▶ Exercise description:
However many lines the data holds, transcribe them all exactly.

▶ Extracted records:
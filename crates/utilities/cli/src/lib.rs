#![doc = include_str!("../README.md")]
#![cfg_attr(docsrs, feature(doc_cfg, doc_auto_cfg))]
#![cfg_attr(not(test), warn(unused_crate_dependencies))]

pub mod backtrace;

mod error;
pub use error::PrometheusError;

pub mod log;
pub use log::{LogArgs, LogFormat, init_tracing_subscriber};

pub mod metrics_args;
pub use metrics_args::MetricsArgs;

mod prometheus;
pub use prometheus::init_prometheus_server;

mod styles;
pub use styles::cli_styles;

▶ Finished task:
filename crates/utilities/cli/src/lib.rs
#![doc = include_str!("../README.md")]
#![cfg_attr(docsrs, feature(doc_cfg, doc_auto_cfg))]
#![cfg_attr(not(test), warn(unused_crate_dependencies))]

pub mod backtrace;

mod error;
pub use error::PrometheusError;

pub mod log;
pub use log::{LogArgs, LogFormat, init_tracing_subscriber};

pub mod metrics_args;
pub use metrics_args::MetricsArgs;

mod prometheus;
pub use prometheus::init_prometheus_server;

mod styles;
pub use styles::cli_styles;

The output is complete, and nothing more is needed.